Program screens children for early detection of vision problems
Monday, April 15, 2013

When Xavier Crane was 4, he did what many 4-year-olds do: he went to preschool. He learned a variety of things, played with friends and generally had a typical 4-year-old day.

One day in November 2011, however, his parents, Erinn and Joseph Crane of Davenport, got a not-so-typical note sent home.

Iowa KidSight, a community service in which volunteers screen young children for potential vision problems, had visited Xavier’s preschool and screened all of the kids in his class using a simple camera that photographed the children’s eyes. The photos of Xavier’s eyes showed signs of vision trouble.

Erinnsaid that while she and Joseph expected Xavier would one day need glasses—they both wear glasses as do two of their three older children— they were surprised by the severity of Xavier’s vision problem.

“He never showed any signs of a vision problem, but we took him to a children’s eye doctor and were told he had really bad vision in one eye,” shesays.

Xavier was diagnosed with anisometropic amblyopia, a condition created when one eye doesn’t develop normal sight, and the most common vision impairment in young children. If left untreated it can result in permanent vision loss.

Erinnsays looking back now she remembers Xavier having a hard time watching 3-D movies.

“I thought it was just his age and he didn’t want to keep the glasses on,” she says. She’s since learned that kids with amblyopia don’t have good depth perception and are especially bothered by three-dimensional movies and images.

Xavier Crane has his eye examined.
Crane underwent a variety of eye tests during his checkup.

Since his diagnosis a year ago, Xavier has worn a patch over his “good” eye for various periods, allowing the weaker eye to strengthen and his vision to improve. Vision in his bad eye at the time of diagnosis was 20/300, Erinn says, but now it’s 20/70.

She credits the Iowa KidSight program for saving her son’s vision.

“If it wasn’t for that program we wouldn’t have caught his vision loss at least until kindergarten, and maybe not even then,” she says. “We might have seen some signs of poor vision and taken him in at some point, but you have to correct this problem between the ages of 4 and 7 years for it to really work. If we didn’t catch it until later, he would have gone blind in that eye.”

That’s just the kind of news Lori Short, program manager of Iowa KidSight, likes to hear.

“The key is that when kids are that young they don’t know they’re not seeing well because they’ve always seen that way,” she says. “If you get the problem detected and get it treated at a young age, you can help them get their vision to develop more fully.”

“If you don’t catch it early, then by the time the child reaches vision maturity—usually between ages 8 and 10—you’ve lost it completely,” she says.

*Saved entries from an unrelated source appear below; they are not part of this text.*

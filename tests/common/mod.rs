//! Shared utilities for integration testing.

use std::net::{SocketAddr, UdpSocket};
use std::sync::Arc;
use std::time::Duration;

use logger_service::config::LoggingRule;
use logger_service::layout::Layout;
use logger_service::targets::{MemoryTarget, NetworkTarget};
use logger_service::{LogLevel, LoggingConfiguration, StructuredLoggingService};

/// A local UDP socket standing in for a remote log collector.
pub struct UdpCollector {
    socket: UdpSocket,
}

impl UdpCollector {
    pub fn bind() -> Self {
        let socket = UdpSocket::bind("127.0.0.1:0").unwrap();
        socket
            .set_read_timeout(Some(Duration::from_secs(5)))
            .unwrap();
        Self { socket }
    }

    pub fn addr(&self) -> SocketAddr {
        self.socket.local_addr().unwrap()
    }

    /// Address in the form a network target accepts.
    pub fn url(&self) -> String {
        format!("udp4://{}", self.addr())
    }

    /// Next datagram as text; panics on timeout.
    pub fn recv(&self) -> String {
        let mut buf = [0u8; 65_536];
        let (len, _) = self.socket.recv_from(&mut buf).expect("no datagram received");
        String::from_utf8_lossy(&buf[..len]).into_owned()
    }

    /// Whether anything arrives within `wait`.
    #[allow(dead_code)]
    pub fn is_quiet_for(&self, wait: Duration) -> bool {
        self.socket.set_read_timeout(Some(wait)).unwrap();
        let mut buf = [0u8; 65_536];
        let quiet = self.socket.recv_from(&mut buf).is_err();
        self.socket
            .set_read_timeout(Some(Duration::from_secs(5)))
            .unwrap();
        quiet
    }
}

/// Structured service with a `udp` target pointed at `address` and a `mem`
/// target capturing `${message}`, both receiving `Info` and above.
#[allow(dead_code)]
pub fn udp_service(address: &str) -> StructuredLoggingService {
    let mut configuration = LoggingConfiguration::default();
    configuration
        .add_target(Arc::new(
            NetworkTarget::new("udp", address, Layout::parse("${message}").unwrap()).unwrap(),
        ))
        .unwrap();
    configuration
        .add_target(Arc::new(MemoryTarget::new(
            "mem",
            Layout::parse("${message}").unwrap(),
        )))
        .unwrap();
    configuration.add_rule(LoggingRule::new(LogLevel::Info, &["udp", "mem"]));
    StructuredLoggingService::new(configuration)
}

Iowa KidSight first started offering screenings to preschool-aged children across the state in May 2000. The program, a joint venture of the Lions Clubs of Iowa and UI Department of Ophthalmology and Visual Sciences and UI Children's Hospital, offers screenings in day care centers and preschools, typically, using Lions Club volunteers and a special camera made for visual screenings.

The first year, May 2000 through April 2001, Iowa KidSight volunteers screened 1,577 children and referred 110 for follow-up visits with an eye doctor. The number of children screened more than tripled the following year—volunteers saw 5,295 children and referred 283.

This year Iowa KidSight marked a significant milestone: volunteers have now screened more than a quarter of a million children since the program’s inception 13 years ago, with 33,315 children screened in the 2011-2012 year alone.

Those screenings have resulted in more than 11,000 referrals to eye doctors over the years.

“Only 4 to 6 percent of kids have some type of problem, so it’s not huge,” Short says. “But for that 4 to 6 percent, it can be devastating.”

Short says there are more than 300 Lions clubs in Iowa, giving the program a fairly broad base to cover the state’s preschools and day care centers. In addition, some clubs have “rapid response teams” designated to help cover rural areas that may not have a local Lions Club.

“We’ve never had to turn down a child care center or preschool,” Short says.

More than half of the program’s $305,000 annual budget—$175,000—comes from the Iowa Lions Foundation, with the Iowa Department of Public Health and Iowa Optometric Association providing $100,000 and $12,000 respectively. The remainder comes from miscellaneous gifts, line-item grants and a variety of fundraisers, as well as services provided by UI Ophthalmology and Visual Sciences.